##### Extracted information #####

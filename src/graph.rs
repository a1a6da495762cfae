//! Formula dependency graph.
//!
//! Calculated stats reference other stats through `<stat:ID:value>` tokens
//! in their formulas. This module extracts those direct dependencies, builds
//! the directed graph they induce, and detects cycles. The graph is rebuilt
//! per validation pass; nothing here is persisted or cached.
//!
//! Only formulas are walked. Stats referenced exclusively through `dices`
//! or `replacements` do not contribute edges.

use crate::id::StatId;
use crate::schema::Stat;
use crate::token::{Lexer, StatProperty, Token};
use petgraph::graph::{DiGraph, NodeIndex};
use std::collections::{HashMap, HashSet};

/// Extract the direct dependencies of a formula.
///
/// Returns each stat id referenced by a `<stat:ID:value>` token at most
/// once, in first-occurrence order. Other token kinds and properties
/// (`name`, `emoji`, section references, `math`/`dice` payloads) are ignored
/// for dependency purposes.
///
/// # Examples
///
/// ```rust
/// use sheetforge::graph::formula_dependencies;
/// use sheetforge::StatId;
///
/// let deps = formula_dependencies("<stat:2:value> + <stat:7:value> + <stat:2:value>");
/// assert_eq!(deps, vec![StatId::new(2), StatId::new(7)]);
///
/// // name/emoji references are not value dependencies
/// assert!(formula_dependencies("<stat:2:name>").is_empty());
/// ```
pub fn formula_dependencies(formula: &str) -> Vec<StatId> {
    let mut seen = HashSet::new();
    let mut deps = Vec::new();
    for (token, _) in Lexer::new(formula) {
        if let Token::StatRef {
            id,
            property: StatProperty::Value,
        } = token
        {
            if seen.insert(id) {
                deps.push(id);
            }
        }
    }
    deps
}

/// Check whether giving `target_id` the proposed `formula` would close a
/// dependency cycle.
///
/// Walks the formula's `<stat:ID:value>` references depth-first, recursing
/// into the formulas of calculated dependencies. The traversal keeps an
/// on-path set of the stats on the active recursion branch; a node is
/// removed when its subtree has been cleared, so independent branches that
/// share a dependency do not report a false cycle.
///
/// This is the pre-commit check: it is run with the *proposed* formula
/// before an edit is accepted (see [`Schema::try_set_formula`]).
///
/// [`Schema::try_set_formula`]: crate::Schema::try_set_formula
///
/// # Examples
///
/// ```rust
/// use sheetforge::graph::has_cycle;
/// use sheetforge::{LocalizedText, Stat, StatId, StatKind};
///
/// let stats = vec![Stat {
///     id: StatId::new(5),
///     name: LocalizedText::from_default("Initiative"),
///     emoji: None,
///     sections: vec![],
///     kind: StatKind::Calculated { formula: "10".to_string() },
///     dices: vec![],
///     replacements: vec![],
/// }];
///
/// assert!(has_cycle(StatId::new(5), "<stat:5:value> + 1", &stats));
/// assert!(!has_cycle(StatId::new(5), "<stat:1:value> + 1", &stats));
/// ```
pub fn has_cycle(target_id: StatId, formula: &str, stats: &[Stat]) -> bool {
    let mut on_path: HashSet<StatId> = HashSet::new();
    walk(target_id, formula, stats, &mut on_path)
}

fn walk(
    target_id: StatId,
    formula: &str,
    stats: &[Stat],
    on_path: &mut HashSet<StatId>,
) -> bool {
    for dep in formula_dependencies(formula) {
        if dep == target_id {
            return true;
        }
        if on_path.contains(&dep) {
            // Back-edge into the active branch.
            return true;
        }
        let dep_formula = stats
            .iter()
            .find(|s| s.id == dep)
            .and_then(|s| s.formula());
        if let Some(dep_formula) = dep_formula {
            on_path.insert(dep);
            let cyclic = walk(target_id, dep_formula, stats, on_path);
            // The node leaves the path before its siblings are expanded.
            on_path.remove(&dep);
            if cyclic {
                return true;
            }
        }
    }
    false
}

/// The directed graph induced by calculated-stat formulas.
///
/// An edge from A to B means A's formula reads B's value. Built fresh per
/// validation pass from a schema snapshot.
///
/// # Examples
///
/// ```rust
/// use sheetforge::graph::DependencyGraph;
/// use sheetforge::StatId;
///
/// let mut graph = DependencyGraph::new();
/// graph.add_edge(StatId::new(1), StatId::new(2));
/// assert!(graph.find_cycle().is_none());
///
/// graph.add_edge(StatId::new(2), StatId::new(1));
/// let cycle = graph.find_cycle().unwrap();
/// assert_eq!(cycle.first(), cycle.last());
/// ```
pub struct DependencyGraph {
    graph: DiGraph<StatId, ()>,
    node_map: HashMap<StatId, NodeIndex>,
}

impl DependencyGraph {
    /// Create an empty graph.
    pub fn new() -> Self {
        Self {
            graph: DiGraph::new(),
            node_map: HashMap::new(),
        }
    }

    /// Build the graph from a schema's stats.
    ///
    /// Every calculated stat gets a node plus one edge per direct formula
    /// dependency. Non-calculated dependencies become leaf nodes.
    pub fn from_stats(stats: &[Stat]) -> Self {
        let mut graph = Self::new();
        for stat in stats {
            if let Some(formula) = stat.formula() {
                graph.add_node(stat.id);
                for dep in formula_dependencies(formula) {
                    graph.add_edge(stat.id, dep);
                }
            }
        }
        graph
    }

    /// Add a node if it does not exist, returning its index.
    pub fn add_node(&mut self, id: StatId) -> NodeIndex {
        if let Some(&idx) = self.node_map.get(&id) {
            idx
        } else {
            let idx = self.graph.add_node(id);
            self.node_map.insert(id, idx);
            idx
        }
    }

    /// Add an edge meaning `from`'s formula reads `to`'s value.
    pub fn add_edge(&mut self, from: StatId, to: StatId) {
        let from_idx = self.add_node(from);
        let to_idx = self.add_node(to);
        self.graph.add_edge(from_idx, to_idx, ());
    }

    /// Whether the stat appears in the graph at all.
    pub fn contains_node(&self, id: StatId) -> bool {
        self.node_map.contains_key(&id)
    }

    /// The direct dependencies recorded for a stat.
    pub fn dependencies_of(&self, id: StatId) -> Vec<StatId> {
        match self.node_map.get(&id) {
            Some(&idx) => self
                .graph
                .neighbors_directed(idx, petgraph::Direction::Outgoing)
                .map(|n| self.graph[n])
                .collect(),
            None => Vec::new(),
        }
    }

    /// Find a dependency cycle, if any.
    ///
    /// Returns the closed cycle path (first element repeated at the end),
    /// or `None` when the graph is acyclic. Depth-first search with a
    /// recursion-stack set; deterministic for a given insertion order.
    pub fn find_cycle(&self) -> Option<Vec<StatId>> {
        let mut visited = HashSet::new();
        let mut rec_stack = HashSet::new();

        for node_idx in self.graph.node_indices() {
            if !visited.contains(&node_idx) {
                let mut path = Vec::new();
                if let Some(cycle) =
                    self.dfs_cycle(node_idx, &mut visited, &mut rec_stack, &mut path)
                {
                    return Some(cycle);
                }
            }
        }
        None
    }

    fn dfs_cycle(
        &self,
        node: NodeIndex,
        visited: &mut HashSet<NodeIndex>,
        rec_stack: &mut HashSet<NodeIndex>,
        path: &mut Vec<StatId>,
    ) -> Option<Vec<StatId>> {
        visited.insert(node);
        rec_stack.insert(node);
        path.push(self.graph[node]);

        for neighbor in self
            .graph
            .neighbors_directed(node, petgraph::Direction::Outgoing)
        {
            if !visited.contains(&neighbor) {
                if let Some(cycle) = self.dfs_cycle(neighbor, visited, rec_stack, path) {
                    return Some(cycle);
                }
            } else if rec_stack.contains(&neighbor) {
                // Extract only the cycle portion of the current path.
                let neighbor_id = self.graph[neighbor];
                let start = path
                    .iter()
                    .position(|id| *id == neighbor_id)
                    .unwrap_or(path.len() - 1);
                let mut cycle: Vec<StatId> = path[start..].to_vec();
                cycle.push(neighbor_id);
                return Some(cycle);
            }
        }

        rec_stack.remove(&node);
        path.pop();
        None
    }
}

impl Default for DependencyGraph {
    fn default() -> Self {
        Self::new()
    }
}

#####

**Task requirements:**
Find every line in the records that contains the word "sheetforge"; copy those lines.

**Worked solution:**
/// use sheetforge::graph::formula_dependencies;
/// use sheetforge::StatId;
/// use sheetforge::graph::has_cycle;
/// use sheetforge::{LocalizedText, Stat, StatId, StatKind};
/// use sheetforge::graph::DependencyGraph;
/// use sheetforge::StatId;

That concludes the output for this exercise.